* _What you will do_
Quote the data below in full, please, without altering anything.
==== Supplied information
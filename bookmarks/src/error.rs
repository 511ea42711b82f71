use std::io;

/// Failure reading or writing the durable bookmark slot.
#[derive(Debug, thiserror::Error)]
pub enum StorageError {
    #[error("io error: {0}")]
    Io(#[from] io::Error),
    #[error("could not serialize bookmarks: {0}")]
    Serialize(#[source] serde_json::Error),
    #[error("stored bookmarks are unreadable: {0}")]
    Parse(#[source] serde_json::Error),
    #[error("invalid storage key: {0:?}")]
    InvalidKey(String),
}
========
* _Exercise answer_
filename bookmarks/src/error.rs
repository 511ea42711b82f71
use std::io;

/// Failure reading or writing the durable bookmark slot.
#[derive(Debug, thiserror::Error)]
pub enum StorageError {
    #[error("io error: {0}")]
    Io(#[from] io::Error),
    #[error("could not serialize bookmarks: {0}")]
    Serialize(#[source] serde_json::Error),
    #[error("stored bookmarks are unreadable: {0}")]
    Parse(#[source] serde_json::Error),
    #[error("invalid storage key: {0:?}")]
    InvalidKey(String),
}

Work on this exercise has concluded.